- [Activity]: Please say how many lines in the records below contain the word "logical", giving only the number.

- [Extracted data]:

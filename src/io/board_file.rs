//! Plain-text board loader: `"<rows> <cols>"` on the first line, followed by
//! `rows * cols` whitespace-separated, non-empty, whitespace-free value
//! tokens (§6 "Board input").

use std::path::Path;

use thiserror::Error;
use tracing::instrument;

const LOG_TARGET: &str = "memory_scramble_board::io::board_file";

#[derive(Debug, Error)]
pub enum BoardFileError {
    #[error("failed to read board file {path}: {source}")]
    Io {
        path: String,
        #[source]
        source: std::io::Error,
    },

    #[error("malformed header {header:?}: expected \"<rows> <cols>\"")]
    MalformedHeader { header: String },

    #[error("board declares {expected} cells ({rows}x{cols}) but the file has {found} values")]
    WrongValueCount {
        rows: usize,
        cols: usize,
        expected: usize,
        found: usize,
    },

    #[error("value #{index} is empty or contains whitespace")]
    InvalidValue { index: usize },
}

/// Load `(rows, cols, values)` from a board file.
#[instrument(target = LOG_TARGET)]
pub fn load(path: &Path) -> Result<(usize, usize, Vec<String>), BoardFileError> {
    let contents = std::fs::read_to_string(path).map_err(|source| BoardFileError::Io {
        path: path.display().to_string(),
        source,
    })?;
    parse(&contents)
}

fn parse(contents: &str) -> Result<(usize, usize, Vec<String>), BoardFileError> {
    let mut tokens = contents.split_whitespace();

    let rows_token = tokens.next().unwrap_or_default();
    let cols_token = tokens.next().unwrap_or_default();
    let (rows, cols) = match (rows_token.parse::<usize>(), cols_token.parse::<usize>()) {
        (Ok(rows), Ok(cols)) if rows > 0 && cols > 0 => (rows, cols),
        _ => {
            return Err(BoardFileError::MalformedHeader {
                header: format!("{rows_token} {cols_token}"),
            })
        }
    };

    let values: Vec<String> = tokens.map(str::to_string).collect();
    let expected = rows * cols;
    if values.len() != expected {
        return Err(BoardFileError::WrongValueCount {
            rows,
            cols,
            expected,
            found: values.len(),
        });
    }
    for (index, value) in values.iter().enumerate() {
        if value.is_empty() || value.chars().any(char::is_whitespace) {
            return Err(BoardFileError::InvalidValue { index });
        }
    }

    Ok((rows, cols, values))
}
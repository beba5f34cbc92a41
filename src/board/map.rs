//! Grouped value transform, `map(player, f)` (§4.7).
//!
//! Grounded on `GameCoordinator::attach_hand`'s pattern of dropping the
//! board lock before an arbitrary async callback and re-validating state
//! under a fresh lock once it resolves.

use std::collections::HashMap;
use std::future::Future;

use tokio::sync::Mutex;

use super::cell::{Cell, PlayerId, Position};
use super::BoardInner;

/// Apply `f` to every distinct card value currently on the board, preserving
/// the equality relation among cells (pairwise consistency, I4). The lock is
/// held only while grouping and while committing each group's result; it is
/// never held across `f(v)` itself (§5 suspension point 3).
pub(super) async fn map<F, Fut>(board: &Mutex<BoardInner>, player_id: &PlayerId, mut f: F) -> String
where
    F: FnMut(String) -> Fut,
    Fut: Future<Output = String>,
{
    let groups = {
        let inner = board.lock().await;
        group_positions(&inner.cells, inner.cols)
    };

    for (value, positions) in groups {
        let new_value = f(value.clone()).await;

        let mut inner = board.lock().await;
        let mut changed = false;
        for pos in &positions {
            if let Cell::Present {
                value: current, ..
            } = inner.cell_mut(*pos)
            {
                if *current == value && new_value != value {
                    *current = new_value.clone();
                    changed = true;
                }
            }
        }
        if changed {
            inner.changes.signal();
        }
    }

    let inner = board.lock().await;
    inner.snapshot(player_id)
}

/// Scan the grid once and bucket positions by their current value,
/// preserving first-seen order so transform order is deterministic for a
/// given board state.
fn group_positions(cells: &[Cell], cols: usize) -> Vec<(String, Vec<Position>)> {
    let mut order: Vec<String> = Vec::new();
    let mut buckets: HashMap<String, Vec<Position>> = HashMap::new();
    for (idx, cell) in cells.iter().enumerate() {
        if let Cell::Present { value, .. } = cell {
            let bucket = buckets.entry(value.clone()).or_insert_with(|| {
                order.push(value.clone());
                Vec::new()
            });
            bucket.push((idx / cols, idx % cols));
        }
    }
    order
        .into_iter()
        .map(|v| {
            let positions = buckets.remove(&v).unwrap_or_default();
            (v, positions)
        })
        .collect()
}
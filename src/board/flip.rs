//! The flip coordinator (§4.2-§4.6): the turn-phase dispatcher, first-card
//! acquisition, previous-move cleanup, and second-card resolution.
//!
//! Grounded on `engine::nl::engine::BettingEngineNL::apply_action`'s
//! phase-dispatch shape (match on the actor's current state, mutate, return)
//! and on `ledger::worker`'s pattern of re-acquiring a lock after an await
//! point and re-validating what it saw before the suspension.

use tokio::sync::Mutex;

use super::cell::{Cell, PlayerId, Position};
use super::errors::FlipError;
use super::BoardInner;

/// Drive one `flip(player, r, c)` call to completion, suspending on the
/// board's per-cell waiter queues whenever the target is held by another
/// player (§5 suspension point 1).
pub(super) async fn flip(
    board: &Mutex<BoardInner>,
    player_id: &PlayerId,
    pos: Position,
) -> Result<String, FlipError> {
    loop {
        let wait = {
            let mut inner = board.lock().await;

            if !inner.in_range(pos) {
                let state = inner.players.get_or_create(player_id).clone();
                if state.is_phase_b() {
                    relinquish_first(&mut inner, player_id, state.first.unwrap(), false);
                }
                return Err(FlipError::OutOfRange(pos));
            }

            let state = inner.players.get_or_create(player_id).clone();

            if state.is_phase_b() {
                return resolve_second(&mut inner, player_id, pos).map(|()| inner.snapshot(player_id));
            }

            if state.is_phase_c() {
                cleanup(&mut inner, player_id);
                let player = inner.players.get_or_create(player_id);
                player.first = None;
                player.second = None;
            } else {
                cleanup(&mut inner, player_id);
            }

            match try_acquire_first(&mut inner, player_id, pos) {
                Acquire::Done(result) => return result.map(|()| inner.snapshot(player_id)),
                Acquire::Wait(rx) => rx,
            }
        };

        // Lock is dropped here; suspend until the controller releases or the
        // cell is removed, then re-validate from the top of the loop (§5).
        let _ = wait.await;
    }
}

enum Acquire {
    Done(Result<(), FlipError>),
    Wait(tokio::sync::oneshot::Receiver<()>),
}

/// First-card acquisition, rules 1-A..1-D.
fn try_acquire_first(inner: &mut BoardInner, player_id: &PlayerId, pos: Position) -> Acquire {
    match inner.cell(pos) {
        Cell::Removed => Acquire::Done(Err(FlipError::NoCard(pos))),
        Cell::Present { controller, .. } => {
            let takeable = match controller {
                None => true,
                Some(holder) => holder == player_id,
            };
            if !takeable {
                return Acquire::Wait(inner.waiters.enqueue(pos));
            }

            let mut became_face_up = false;
            if let Cell::Present {
                face_up, controller, ..
            } = inner.cell_mut(pos)
            {
                *controller = Some(player_id.clone());
                if !*face_up {
                    *face_up = true;
                    became_face_up = true;
                }
            }
            if became_face_up {
                inner.changes.signal();
            }
            inner.players.get_or_create(player_id).first = Some(pos);
            Acquire::Done(Ok(()))
        }
    }
}

/// Previous-move cleanup, rules 3-A / 3-B.
fn cleanup(inner: &mut BoardInner, player_id: &PlayerId) {
    let (previous, matched) = {
        let state = inner.players.get_or_create(player_id);
        (std::mem::take(&mut state.previous), state.previous_matched)
    };
    if previous.is_empty() {
        inner.players.get_or_create(player_id).previous_matched = false;
        return;
    }

    let mut changed = false;
    if matched && previous.len() == 2 {
        for pos in &previous {
            inner.set_cell(*pos, Cell::Removed);
            inner.waiters.wake_all(*pos);
            changed = true;
        }
    } else {
        for pos in &previous {
            if let Cell::Present {
                face_up, controller, ..
            } = inner.cell_mut(*pos)
            {
                if *face_up && controller.is_none() {
                    *face_up = false;
                    changed = true;
                }
            }
        }
    }
    if changed {
        inner.changes.signal();
    }
    inner.players.get_or_create(player_id).previous_matched = false;
}

/// Release control of `first_pos`, waking its head waiter, and record it as
/// the sole entry of `previous` for the next cleanup (shared tail of rules
/// 2-A, 2-B, and the out-of-range defensive path).
fn relinquish_first(inner: &mut BoardInner, player_id: &PlayerId, first_pos: Position, matched: bool) {
    if let Cell::Present { controller, .. } = inner.cell_mut(first_pos) {
        *controller = None;
    }
    inner.waiters.wake_one(first_pos);
    let state = inner.players.get_or_create(player_id);
    state.first = None;
    state.second = None;
    state.previous = vec![first_pos];
    state.previous_matched = matched;
}

/// Second-card resolution, rules 2-A..2-E.
fn resolve_second(inner: &mut BoardInner, player_id: &PlayerId, pos: Position) -> Result<(), FlipError> {
    let first_pos = inner
        .players
        .get(player_id)
        .and_then(|p| p.first)
        .expect("phase B implies a held first card");

    match inner.cell(pos).clone() {
        Cell::Removed => {
            relinquish_first(inner, player_id, first_pos, false);
            Err(FlipError::NoCard(pos))
        }
        Cell::Present {
            controller: Some(_), ..
        } => {
            relinquish_first(inner, player_id, first_pos, false);
            Err(FlipError::Controlled(pos))
        }
        Cell::Present {
            face_up,
            value,
            controller: None,
        } => {
            if !face_up {
                if let Cell::Present { face_up, .. } = inner.cell_mut(pos) {
                    *face_up = true;
                }
                inner.changes.signal();
            }
            inner.players.get_or_create(player_id).second = Some(pos);

            let first_value = inner.cell(first_pos).value().map(str::to_string);
            if first_value.as_deref() == Some(value.as_str()) {
                if let Cell::Present { controller, .. } = inner.cell_mut(pos) {
                    *controller = Some(player_id.clone());
                }
                let state = inner.players.get_or_create(player_id);
                state.previous = vec![first_pos, pos];
                state.previous_matched = true;
            } else {
                if let Cell::Present { controller, .. } = inner.cell_mut(first_pos) {
                    *controller = None;
                }
                inner.waiters.wake_one(first_pos);
                let state = inner.players.get_or_create(player_id);
                state.previous = vec![first_pos, pos];
                state.previous_matched = false;
            }
            Ok(())
        }
    }
}
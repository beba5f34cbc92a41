//! The board concurrency engine (§2): one logical mutex shared by the card
//! grid, player registry, waiter queues, and change set, exposing the four
//! operations `look`, `flip`, `map`, `watch`.
//!
//! Dependency order, leaves first: [`cell`] → [`waiters`] / [`watch`] →
//! [`player`] → [`flip`] → [`map`], matching §2's stated build order.

pub mod cell;
pub mod errors;
pub mod flip;
pub mod grammar;
pub mod map;
pub mod player;
pub mod waiters;
pub mod watch;

use std::future::Future;
use std::sync::Arc;

use tokio::sync::Mutex;
use tracing::instrument;

use cell::{Cell, Position};
use errors::{BoardCreationError, FlipError};
use player::PlayerRegistry;
use waiters::WaiterQueues;
use watch::ChangeSet;

const LOG_TARGET: &str = "memory_scramble_board::board";

/// All board state protected by one logical lock (§5 "Shared-resource
/// policy"). Per-cell or per-player locks are deliberately not used: P2/P3
/// span the registry and the grid at once.
pub struct BoardInner {
    rows: usize,
    cols: usize,
    cells: Vec<Cell>,
    players: PlayerRegistry,
    waiters: WaiterQueues,
    changes: ChangeSet,
}

impl BoardInner {
    fn in_range(&self, pos: Position) -> bool {
        pos.0 < self.rows && pos.1 < self.cols
    }

    fn idx(&self, pos: Position) -> usize {
        pos.0 * self.cols + pos.1
    }

    fn cell(&self, pos: Position) -> &Cell {
        &self.cells[self.idx(pos)]
    }

    fn cell_mut(&mut self, pos: Position) -> &mut Cell {
        let idx = self.idx(pos);
        &mut self.cells[idx]
    }

    fn set_cell(&mut self, pos: Position, cell: Cell) {
        let idx = self.idx(pos);
        self.cells[idx] = cell;
    }

    fn snapshot(&self, player_id: &str) -> String {
        grammar::render(self.rows, self.cols, &self.cells, player_id)
    }
}

/// A shared, cloneable handle to one game board. Cloning shares the same
/// underlying state (`Arc`), the way `dashmap::DashMap` handles are cloned
/// around the rest of this crate's CLI layer.
#[derive(Clone)]
pub struct Board {
    inner: Arc<Mutex<BoardInner>>,
}

impl Board {
    /// Construct a fresh board from `(rows, cols, values)` (§3 "Board",
    /// §6 "Board input"). All cells start `Present`, face-down, uncontrolled.
    pub fn new(rows: usize, cols: usize, values: Vec<String>) -> Result<Self, BoardCreationError> {
        if rows == 0 || cols == 0 {
            return Err(BoardCreationError::EmptyDimensions { rows, cols });
        }
        let expected = rows * cols;
        if values.len() != expected {
            return Err(BoardCreationError::WrongValueCount {
                rows,
                cols,
                expected,
                found: values.len(),
            });
        }
        for (index, value) in values.iter().enumerate() {
            if value.is_empty() || value.chars().any(char::is_whitespace) {
                return Err(BoardCreationError::InvalidValue { index });
            }
        }

        let cells = values.into_iter().map(Cell::new_face_down).collect();
        let inner = BoardInner {
            rows,
            cols,
            cells,
            players: PlayerRegistry::new(),
            waiters: WaiterQueues::new(),
            changes: ChangeSet::new(),
        };
        Ok(Board {
            inner: Arc::new(Mutex::new(inner)),
        })
    }

    /// Board dimensions, for callers that need to bound coordinates (e.g.
    /// the CLI simulator picking random cells) without a full snapshot.
    pub async fn dimensions(&self) -> (usize, usize) {
        let inner = self.inner.lock().await;
        (inner.rows, inner.cols)
    }

    /// Pure read (§4.1). Takes the lock, copies out a snapshot, releases it;
    /// never suspends.
    #[instrument(target = LOG_TARGET, skip(self))]
    pub async fn look(&self, player_id: &str) -> String {
        let mut inner = self.inner.lock().await;
        inner.players.get_or_create(player_id);
        inner.snapshot(player_id)
    }

    /// The flip coordinator (§4.2). May suspend once on a contested cell.
    #[instrument(target = LOG_TARGET, skip(self))]
    pub async fn flip(&self, player_id: &str, r: usize, c: usize) -> Result<String, FlipError> {
        let player_id = player_id.to_string();
        flip::flip(&self.inner, &player_id, (r, c)).await
    }

    /// Grouped value transform (§4.7). Suspends once per distinct value
    /// while `f` runs with the lock released.
    #[instrument(target = LOG_TARGET, skip(self, f))]
    pub async fn map<F, Fut>(&self, player_id: &str, f: F) -> String
    where
        F: FnMut(String) -> Fut,
        Fut: Future<Output = String>,
    {
        let player_id = player_id.to_string();
        map::map(&self.inner, &player_id, f).await
    }

    /// Registers a change watcher and suspends until a state-observable
    /// change occurs (§4.8).
    #[instrument(target = LOG_TARGET, skip(self))]
    pub async fn watch(&self, player_id: &str) -> String {
        let player_id = player_id.to_string();
        watch::watch(&self.inner, &player_id).await
    }
}

#[cfg(test)]
mod tests {
    use super::*;

    fn alternating_board(rows: usize, cols: usize) -> Board {
        let values = (0..rows * cols)
            .map(|i| if i % 2 == 0 { "A".to_string() } else { "B".to_string() })
            .collect();
        Board::new(rows, cols, values).unwrap()
    }

    #[tokio::test]
    async fn look_is_idempotent_and_side_effect_free() {
        let board = alternating_board(2, 2);
        let first = board.look("alice").await;
        let second = board.look("alice").await;
        assert_eq!(first, second);
        assert_eq!(first, "2x2\ndown\ndown\ndown\ndown\n");
    }

    #[tokio::test]
    async fn basic_match_clears_both_cells() {
        let board = Board::new(
            1,
            3,
            vec!["A".to_string(), "B".to_string(), "A".to_string()],
        )
        .unwrap();
        let snap = board.flip("alice", 0, 0).await.unwrap();
        assert_eq!(snap, "1x3\nmy A\ndown\ndown\n");

        let snap = board.flip("alice", 0, 2).await.unwrap();
        assert_eq!(snap, "1x3\nmy A\ndown\nmy A\n");

        // Starting a new turn runs cleanup first, removing the matched pair.
        let snap = board.flip("alice", 0, 1).await.unwrap();
        assert_eq!(snap, "1x3\nnone\nmy B\nnone\n");
    }

    #[tokio::test]
    async fn no_match_flips_back_down_on_next_turn() {
        let board = Board::new(
            1,
            3,
            vec!["A".to_string(), "B".to_string(), "C".to_string()],
        )
        .unwrap();
        board.flip("alice", 0, 0).await.unwrap();
        let snap = board.flip("alice", 0, 1).await.unwrap();
        assert_eq!(snap, "1x3\nup A\nup B\ndown\n");

        let snap = board.flip("alice", 0, 2).await.unwrap();
        assert_eq!(snap, "1x3\ndown\ndown\nmy C\n");
    }

    #[tokio::test]
    async fn second_flip_of_own_first_card_is_controlled_error() {
        let board = Board::new(1, 2, vec!["A".to_string(), "B".to_string()]).unwrap();
        board.flip("alice", 0, 0).await.unwrap();
        let err = board.flip("alice", 0, 0).await.unwrap_err();
        assert_eq!(err, FlipError::Controlled((0, 0)));
    }

    #[tokio::test]
    async fn out_of_range_is_rejected() {
        let board = Board::new(1, 1, vec!["A".to_string()]).unwrap();
        let err = board.flip("alice", 5, 5).await.unwrap_err();
        assert_eq!(err, FlipError::OutOfRange((5, 5)));
    }

    #[tokio::test]
    async fn controlled_flip_suspends_until_released() {
        let board = alternating_board(1, 4);
        board.flip("alice", 0, 0).await.unwrap();

        let board2 = board.clone();
        let bob = tokio::spawn(async move { board2.flip("bob", 0, 0).await });

        tokio::task::yield_now().await;
        // Alice's first card does not match her second, releasing (0,0).
        board.flip("alice", 0, 1).await.unwrap();

        let snap = bob.await.unwrap().unwrap();
        assert!(snap.starts_with("1x4\nmy A\n"));
    }

    #[tokio::test]
    async fn map_preserves_matching_relation() {
        let board = Board::new(
            1,
            4,
            vec!["A".to_string(), "B".to_string(), "A".to_string(), "B".to_string()],
        )
        .unwrap();
        let _ = board.map("alice", |v| async move { v.to_lowercase() }).await;

        let snap = board.flip("alice", 0, 0).await.unwrap();
        assert_eq!(snap, "1x4\nmy a\ndown\ndown\ndown\n");
        let snap = board.flip("alice", 0, 2).await.unwrap();
        assert_eq!(snap, "1x4\nmy a\ndown\nmy a\ndown\n");
    }

    #[tokio::test]
    async fn waiters_are_served_in_fifo_order() {
        let board = alternating_board(1, 4);
        board.flip("alice", 0, 0).await.unwrap();

        let b1 = board.clone();
        let bob = tokio::spawn(async move { b1.flip("bob", 0, 0).await });
        tokio::task::yield_now().await;
        let c1 = board.clone();
        let carol = tokio::spawn(async move { c1.flip("carol", 0, 0).await });
        tokio::task::yield_now().await;

        // Alice releases (0,0); bob, first in the queue, should acquire it.
        board.flip("alice", 0, 1).await.unwrap();
        let bob_snap = bob.await.unwrap().unwrap();
        assert!(bob_snap.starts_with("1x4\nmy A\n"));

        // Bob's own turn eventually releases (0,0) again (non-matching second
        // flip), which should wake carol, not re-serve anyone out of order.
        board.flip("bob", 0, 1).await.unwrap();
        let carol_snap = carol.await.unwrap().unwrap();
        assert!(carol_snap.starts_with("1x4\nmy A\n"));
    }

    #[tokio::test]
    async fn waiter_is_woken_when_its_target_is_removed_instead() {
        let board = Board::new(
            1,
            4,
            vec!["A".to_string(), "A".to_string(), "B".to_string(), "B".to_string()],
        )
        .unwrap();
        board.flip("alice", 0, 0).await.unwrap();
        // Matching second flip; the pair is not actually removed from the
        // grid until cleanup runs at the start of alice's next turn.
        board.flip("alice", 0, 1).await.unwrap();

        let bob_board = board.clone();
        let bob = tokio::spawn(async move { bob_board.flip("bob", 0, 0).await });
        tokio::task::yield_now().await;

        // Starting a new turn runs cleanup, which removes the matched pair
        // and must wake bob's queued wait on the now-removed (0,0) rather
        // than leaving it to hang.
        board.flip("alice", 0, 2).await.unwrap();

        let err = bob.await.unwrap().unwrap_err();
        assert_eq!(err, FlipError::NoCard((0, 0)));
    }

    #[tokio::test]
    async fn watch_wakes_on_face_up_change() {
        let board = alternating_board(1, 2);
        let watcher = board.clone();
        let handle = tokio::spawn(async move { watcher.watch("alice").await });

        tokio::task::yield_now().await;
        board.flip("bob", 0, 0).await.unwrap();

        let snap = handle.await.unwrap();
        assert_eq!(snap, "1x2\nup A\ndown\n");
    }
}
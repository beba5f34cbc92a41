//! Typed settings for the board binary (§6 "No persisted state" — the core
//! engine itself takes no configuration; everything here governs the
//! surrounding CLI/simulator demo).

use std::time::Duration;

/// Bounds on a single simulated player's random-walk over the board.
#[derive(Clone, Debug)]
pub struct SimulatorConfig {
    /// Number of concurrent simulated players.
    pub player_count: usize,
    /// Flip attempts issued per simulated player before it stops.
    pub flips_per_player: usize,
    /// Deterministic seed for the simulator's move selection, if set.
    pub rng_seed: Option<u64>,
    /// Delay between a simulated player's successive flip attempts, to keep
    /// log output and contention readable.
    pub move_interval: Duration,
}

impl Default for SimulatorConfig {
    fn default() -> Self {
        Self {
            player_count: 4,
            flips_per_player: 20,
            rng_seed: None,
            move_interval: Duration::from_millis(50),
        }
    }
}
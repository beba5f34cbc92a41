//! Per-player turn state machine and lazily-created registry.

use std::collections::HashMap;

use super::cell::{PlayerId, Position};

/// Per-player turn state (§3 "Player turn state").
///
/// Invariant P1: `second.is_some() => first.is_some()`.
/// Invariant P2: while `first = Some(p)`, the cell at `p` is `Present` and
/// `controller = Some(player)`.
/// Invariant P3: `previous` is non-empty only between the completion of one
/// flip-pair (or aborted first flip) and the start of the player's next
/// flip-first-card.
#[derive(Clone, Debug, Default)]
pub struct PlayerState {
    pub first: Option<Position>,
    pub second: Option<Position>,
    pub previous: Vec<Position>,
    pub previous_matched: bool,
}

impl PlayerState {
    /// Phase A: awaiting the first flip of a fresh turn.
    pub fn is_phase_a(&self) -> bool {
        self.first.is_none()
    }

    /// Phase B: holds a first card, awaiting the second.
    pub fn is_phase_b(&self) -> bool {
        self.first.is_some() && self.second.is_none()
    }

    /// Phase C: holds a completed pair, awaiting the next turn's first flip.
    pub fn is_phase_c(&self) -> bool {
        self.first.is_some() && self.second.is_some()
    }

    pub fn clear_turn(&mut self) {
        self.first = None;
        self.second = None;
    }

    pub fn set_previous(&mut self, positions: Vec<Position>, matched: bool) {
        self.previous = positions;
        self.previous_matched = matched;
    }
}

/// Registry of player turn state, keyed by the opaque player id. Entries are
/// created lazily on first touch and never removed (§6 "players are never
/// removed").
///
/// This lives inside the board's single logical lock rather than behind its
/// own concurrent map: invariants P2/P3 span both a player's turn state and
/// the cell grid, so mutating one without the other under the same critical
/// section would let them observably diverge (see DESIGN.md).
#[derive(Clone, Debug, Default)]
pub struct PlayerRegistry {
    players: HashMap<PlayerId, PlayerState>,
}

impl PlayerRegistry {
    pub fn new() -> Self {
        Self::default()
    }

    pub fn get_or_create(&mut self, player: &str) -> &mut PlayerState {
        self.players
            .entry(player.to_string())
            .or_insert_with(PlayerState::default)
    }

    pub fn get(&self, player: &str) -> Option<&PlayerState> {
        self.players.get(player)
    }
}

- [Solved problem]: 3